→ **Activity**: Some entries follow. Reproduce exactly the lines starting at the one with "before single-group collapse." and stopping after the one with "(§4.4's packing policy).".

→ **Data shown**:

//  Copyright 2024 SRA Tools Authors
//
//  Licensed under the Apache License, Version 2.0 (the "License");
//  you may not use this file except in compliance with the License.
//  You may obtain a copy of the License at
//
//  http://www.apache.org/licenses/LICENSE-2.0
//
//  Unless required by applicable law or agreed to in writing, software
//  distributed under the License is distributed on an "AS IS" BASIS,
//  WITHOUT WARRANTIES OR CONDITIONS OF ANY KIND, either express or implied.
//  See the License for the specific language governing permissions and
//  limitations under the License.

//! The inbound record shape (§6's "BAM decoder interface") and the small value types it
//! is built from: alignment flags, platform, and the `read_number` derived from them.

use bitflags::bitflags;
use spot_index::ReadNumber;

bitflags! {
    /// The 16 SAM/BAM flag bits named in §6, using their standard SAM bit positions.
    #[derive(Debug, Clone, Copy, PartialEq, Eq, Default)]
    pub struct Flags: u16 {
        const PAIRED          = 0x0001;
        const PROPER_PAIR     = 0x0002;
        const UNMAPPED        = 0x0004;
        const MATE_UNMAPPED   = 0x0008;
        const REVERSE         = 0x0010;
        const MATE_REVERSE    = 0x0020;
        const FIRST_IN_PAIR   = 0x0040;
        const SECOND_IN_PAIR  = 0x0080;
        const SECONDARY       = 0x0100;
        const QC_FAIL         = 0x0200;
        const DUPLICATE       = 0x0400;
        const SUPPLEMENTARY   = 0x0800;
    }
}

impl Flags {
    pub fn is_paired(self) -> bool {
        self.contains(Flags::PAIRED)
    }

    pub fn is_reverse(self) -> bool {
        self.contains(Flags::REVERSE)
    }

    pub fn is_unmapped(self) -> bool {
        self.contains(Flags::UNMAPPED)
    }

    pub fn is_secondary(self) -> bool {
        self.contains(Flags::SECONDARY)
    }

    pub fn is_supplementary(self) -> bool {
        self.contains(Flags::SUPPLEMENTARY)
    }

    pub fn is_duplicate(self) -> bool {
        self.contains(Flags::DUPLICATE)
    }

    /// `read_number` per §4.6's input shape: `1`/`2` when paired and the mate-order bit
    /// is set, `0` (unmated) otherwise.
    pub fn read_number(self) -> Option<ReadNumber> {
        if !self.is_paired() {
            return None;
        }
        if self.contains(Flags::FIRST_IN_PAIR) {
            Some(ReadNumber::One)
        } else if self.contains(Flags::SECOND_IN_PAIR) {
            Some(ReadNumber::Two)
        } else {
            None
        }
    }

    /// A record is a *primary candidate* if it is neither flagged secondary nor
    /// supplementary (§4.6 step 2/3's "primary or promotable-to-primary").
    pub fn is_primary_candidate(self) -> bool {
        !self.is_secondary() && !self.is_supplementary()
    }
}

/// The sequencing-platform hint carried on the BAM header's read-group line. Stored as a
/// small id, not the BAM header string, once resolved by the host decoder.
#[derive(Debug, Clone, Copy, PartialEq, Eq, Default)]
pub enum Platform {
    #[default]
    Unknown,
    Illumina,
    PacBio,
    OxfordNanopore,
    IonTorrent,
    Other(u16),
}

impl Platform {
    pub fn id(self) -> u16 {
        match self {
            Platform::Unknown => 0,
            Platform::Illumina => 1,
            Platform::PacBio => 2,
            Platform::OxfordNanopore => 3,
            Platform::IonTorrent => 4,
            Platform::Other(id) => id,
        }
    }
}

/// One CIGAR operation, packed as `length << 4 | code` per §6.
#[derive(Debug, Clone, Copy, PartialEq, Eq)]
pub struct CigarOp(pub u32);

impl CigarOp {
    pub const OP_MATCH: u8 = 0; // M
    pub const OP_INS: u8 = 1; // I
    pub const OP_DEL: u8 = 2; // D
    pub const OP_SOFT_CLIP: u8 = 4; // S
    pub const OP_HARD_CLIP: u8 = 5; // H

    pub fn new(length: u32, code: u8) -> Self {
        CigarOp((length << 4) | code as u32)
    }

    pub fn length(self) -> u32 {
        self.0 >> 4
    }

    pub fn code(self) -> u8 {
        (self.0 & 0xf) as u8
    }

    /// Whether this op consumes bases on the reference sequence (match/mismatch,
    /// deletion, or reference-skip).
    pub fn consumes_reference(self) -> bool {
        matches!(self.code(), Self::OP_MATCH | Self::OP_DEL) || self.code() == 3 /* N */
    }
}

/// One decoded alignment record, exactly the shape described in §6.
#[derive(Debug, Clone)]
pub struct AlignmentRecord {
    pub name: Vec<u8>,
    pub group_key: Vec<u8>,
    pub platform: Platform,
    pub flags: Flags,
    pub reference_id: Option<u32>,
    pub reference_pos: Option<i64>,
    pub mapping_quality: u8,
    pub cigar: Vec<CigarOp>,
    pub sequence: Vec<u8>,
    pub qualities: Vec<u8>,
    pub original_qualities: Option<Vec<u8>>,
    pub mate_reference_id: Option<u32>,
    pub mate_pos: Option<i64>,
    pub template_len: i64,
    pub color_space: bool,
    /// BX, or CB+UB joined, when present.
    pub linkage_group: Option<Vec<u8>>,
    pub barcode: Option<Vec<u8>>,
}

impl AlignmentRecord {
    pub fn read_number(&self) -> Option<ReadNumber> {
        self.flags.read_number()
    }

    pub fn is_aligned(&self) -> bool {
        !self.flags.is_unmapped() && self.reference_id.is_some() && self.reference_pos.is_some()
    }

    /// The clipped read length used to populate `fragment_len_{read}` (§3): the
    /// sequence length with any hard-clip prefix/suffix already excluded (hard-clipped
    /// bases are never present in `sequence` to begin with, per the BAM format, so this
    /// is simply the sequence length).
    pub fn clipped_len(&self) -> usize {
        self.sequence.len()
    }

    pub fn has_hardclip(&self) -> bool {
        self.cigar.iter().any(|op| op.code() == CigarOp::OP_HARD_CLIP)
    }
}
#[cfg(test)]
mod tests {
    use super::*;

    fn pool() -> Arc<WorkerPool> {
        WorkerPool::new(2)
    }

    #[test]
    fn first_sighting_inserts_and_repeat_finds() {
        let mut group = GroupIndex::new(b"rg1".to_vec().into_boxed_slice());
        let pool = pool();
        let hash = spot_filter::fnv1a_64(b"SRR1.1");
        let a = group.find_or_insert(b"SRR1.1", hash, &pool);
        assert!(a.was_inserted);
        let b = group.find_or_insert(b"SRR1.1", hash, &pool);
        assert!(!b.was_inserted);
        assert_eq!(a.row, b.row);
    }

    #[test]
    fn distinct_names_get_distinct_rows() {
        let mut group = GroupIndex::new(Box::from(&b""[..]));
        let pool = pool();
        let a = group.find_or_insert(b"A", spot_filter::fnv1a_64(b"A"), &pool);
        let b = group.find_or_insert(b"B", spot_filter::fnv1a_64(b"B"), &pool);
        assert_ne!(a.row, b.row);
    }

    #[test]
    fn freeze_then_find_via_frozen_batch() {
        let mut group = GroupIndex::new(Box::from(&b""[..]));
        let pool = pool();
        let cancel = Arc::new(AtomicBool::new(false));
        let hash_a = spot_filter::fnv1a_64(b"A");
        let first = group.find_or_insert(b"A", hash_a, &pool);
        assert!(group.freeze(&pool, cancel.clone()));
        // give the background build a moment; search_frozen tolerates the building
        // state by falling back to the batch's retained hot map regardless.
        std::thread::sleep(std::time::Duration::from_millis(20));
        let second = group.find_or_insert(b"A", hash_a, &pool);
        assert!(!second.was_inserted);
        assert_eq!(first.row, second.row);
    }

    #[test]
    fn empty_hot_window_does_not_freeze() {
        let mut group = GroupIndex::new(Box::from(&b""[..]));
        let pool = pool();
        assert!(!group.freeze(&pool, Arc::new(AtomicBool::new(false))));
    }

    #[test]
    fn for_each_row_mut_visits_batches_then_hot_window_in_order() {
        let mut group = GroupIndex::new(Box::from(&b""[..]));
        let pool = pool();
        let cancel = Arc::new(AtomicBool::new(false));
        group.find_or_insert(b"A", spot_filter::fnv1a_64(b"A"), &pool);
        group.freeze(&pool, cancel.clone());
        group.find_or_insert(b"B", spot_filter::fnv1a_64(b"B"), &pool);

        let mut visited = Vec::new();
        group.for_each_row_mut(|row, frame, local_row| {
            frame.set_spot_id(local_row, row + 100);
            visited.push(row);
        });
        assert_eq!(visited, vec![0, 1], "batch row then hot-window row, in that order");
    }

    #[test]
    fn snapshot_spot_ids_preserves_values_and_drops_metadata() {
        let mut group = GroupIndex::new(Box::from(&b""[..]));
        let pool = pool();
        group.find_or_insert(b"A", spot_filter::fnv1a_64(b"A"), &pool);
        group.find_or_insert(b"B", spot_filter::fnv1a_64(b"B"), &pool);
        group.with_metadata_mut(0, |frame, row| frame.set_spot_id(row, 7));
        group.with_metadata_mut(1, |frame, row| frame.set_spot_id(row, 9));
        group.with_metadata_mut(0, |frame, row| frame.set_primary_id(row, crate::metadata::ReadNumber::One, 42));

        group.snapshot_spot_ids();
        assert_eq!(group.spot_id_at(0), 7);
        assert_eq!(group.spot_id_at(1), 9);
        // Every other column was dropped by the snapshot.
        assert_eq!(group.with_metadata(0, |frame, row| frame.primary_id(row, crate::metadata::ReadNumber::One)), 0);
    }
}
* * *
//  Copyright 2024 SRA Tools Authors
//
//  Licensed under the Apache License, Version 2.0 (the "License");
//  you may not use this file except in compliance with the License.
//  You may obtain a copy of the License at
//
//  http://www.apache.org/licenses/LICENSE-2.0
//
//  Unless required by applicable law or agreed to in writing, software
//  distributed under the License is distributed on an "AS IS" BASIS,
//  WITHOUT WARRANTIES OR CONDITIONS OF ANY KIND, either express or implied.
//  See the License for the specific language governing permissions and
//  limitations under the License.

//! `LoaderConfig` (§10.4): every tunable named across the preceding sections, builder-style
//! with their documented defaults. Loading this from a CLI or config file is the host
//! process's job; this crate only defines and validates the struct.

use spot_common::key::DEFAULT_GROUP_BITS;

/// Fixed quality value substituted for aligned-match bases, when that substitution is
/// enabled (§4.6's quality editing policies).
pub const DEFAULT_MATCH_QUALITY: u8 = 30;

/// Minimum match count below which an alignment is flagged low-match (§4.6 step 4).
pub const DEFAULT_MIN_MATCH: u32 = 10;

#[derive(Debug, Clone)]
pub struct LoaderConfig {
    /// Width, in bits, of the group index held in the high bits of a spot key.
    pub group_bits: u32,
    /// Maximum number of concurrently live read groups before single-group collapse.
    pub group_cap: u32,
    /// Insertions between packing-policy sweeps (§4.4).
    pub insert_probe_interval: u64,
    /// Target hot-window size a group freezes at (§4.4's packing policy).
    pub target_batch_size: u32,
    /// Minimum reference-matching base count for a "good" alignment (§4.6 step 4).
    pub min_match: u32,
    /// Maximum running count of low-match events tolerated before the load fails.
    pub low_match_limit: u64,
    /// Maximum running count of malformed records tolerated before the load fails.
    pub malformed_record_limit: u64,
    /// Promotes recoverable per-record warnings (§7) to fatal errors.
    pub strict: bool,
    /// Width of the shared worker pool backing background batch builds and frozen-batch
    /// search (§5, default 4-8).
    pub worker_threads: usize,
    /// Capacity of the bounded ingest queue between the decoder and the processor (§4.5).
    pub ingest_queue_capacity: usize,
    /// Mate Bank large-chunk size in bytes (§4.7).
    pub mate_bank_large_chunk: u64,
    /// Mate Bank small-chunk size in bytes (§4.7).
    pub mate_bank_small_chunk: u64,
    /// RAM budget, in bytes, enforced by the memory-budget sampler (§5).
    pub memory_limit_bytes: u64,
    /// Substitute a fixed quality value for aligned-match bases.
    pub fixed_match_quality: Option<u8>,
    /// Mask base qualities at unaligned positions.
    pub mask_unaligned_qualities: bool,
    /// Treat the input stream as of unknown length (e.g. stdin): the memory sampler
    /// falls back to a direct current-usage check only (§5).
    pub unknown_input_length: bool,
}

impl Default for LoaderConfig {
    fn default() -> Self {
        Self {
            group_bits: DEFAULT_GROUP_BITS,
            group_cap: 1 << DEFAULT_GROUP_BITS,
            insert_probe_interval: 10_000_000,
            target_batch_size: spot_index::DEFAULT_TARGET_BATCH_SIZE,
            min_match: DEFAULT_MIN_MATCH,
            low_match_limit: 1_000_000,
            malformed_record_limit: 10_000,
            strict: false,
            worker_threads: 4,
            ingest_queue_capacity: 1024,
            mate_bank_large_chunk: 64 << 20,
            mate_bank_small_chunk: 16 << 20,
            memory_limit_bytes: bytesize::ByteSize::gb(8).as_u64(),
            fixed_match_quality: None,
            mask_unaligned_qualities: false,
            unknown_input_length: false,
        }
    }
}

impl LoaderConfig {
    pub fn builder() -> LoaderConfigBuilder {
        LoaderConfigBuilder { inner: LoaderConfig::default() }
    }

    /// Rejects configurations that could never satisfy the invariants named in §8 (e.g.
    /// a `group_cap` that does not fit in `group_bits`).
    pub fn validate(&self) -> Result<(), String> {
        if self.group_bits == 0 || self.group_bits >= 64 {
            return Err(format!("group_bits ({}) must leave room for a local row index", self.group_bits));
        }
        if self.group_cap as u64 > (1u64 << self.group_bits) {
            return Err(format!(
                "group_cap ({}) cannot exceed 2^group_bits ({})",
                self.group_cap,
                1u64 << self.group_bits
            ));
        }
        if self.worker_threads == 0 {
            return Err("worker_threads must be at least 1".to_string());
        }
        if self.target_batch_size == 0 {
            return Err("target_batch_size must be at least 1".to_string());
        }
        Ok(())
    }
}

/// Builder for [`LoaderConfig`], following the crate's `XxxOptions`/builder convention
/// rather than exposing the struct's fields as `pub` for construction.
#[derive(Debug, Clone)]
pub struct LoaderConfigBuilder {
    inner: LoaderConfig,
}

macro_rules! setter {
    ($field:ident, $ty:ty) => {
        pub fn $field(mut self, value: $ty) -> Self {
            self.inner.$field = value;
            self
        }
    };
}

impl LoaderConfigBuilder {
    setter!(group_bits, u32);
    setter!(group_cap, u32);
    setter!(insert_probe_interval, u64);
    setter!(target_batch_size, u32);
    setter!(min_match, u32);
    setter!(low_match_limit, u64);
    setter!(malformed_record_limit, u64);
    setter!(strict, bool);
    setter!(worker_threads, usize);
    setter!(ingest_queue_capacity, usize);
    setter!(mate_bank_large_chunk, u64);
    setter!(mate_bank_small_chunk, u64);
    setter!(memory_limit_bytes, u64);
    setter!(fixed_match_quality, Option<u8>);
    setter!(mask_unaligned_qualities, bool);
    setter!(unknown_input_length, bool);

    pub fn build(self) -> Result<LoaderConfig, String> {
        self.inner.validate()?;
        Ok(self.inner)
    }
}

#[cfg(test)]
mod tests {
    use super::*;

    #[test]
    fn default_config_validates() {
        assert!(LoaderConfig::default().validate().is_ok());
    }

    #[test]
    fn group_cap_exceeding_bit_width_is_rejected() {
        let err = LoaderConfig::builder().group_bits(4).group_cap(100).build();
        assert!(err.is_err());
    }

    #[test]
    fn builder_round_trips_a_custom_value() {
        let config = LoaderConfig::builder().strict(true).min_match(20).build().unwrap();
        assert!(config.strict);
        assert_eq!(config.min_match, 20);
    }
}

→ **Task response**:
    /// Maximum number of concurrently live read groups before single-group collapse.
    pub group_cap: u32,
    /// Insertions between packing-policy sweeps (§4.4).
    pub insert_probe_interval: u64,
    /// Target hot-window size a group freezes at (§4.4's packing policy).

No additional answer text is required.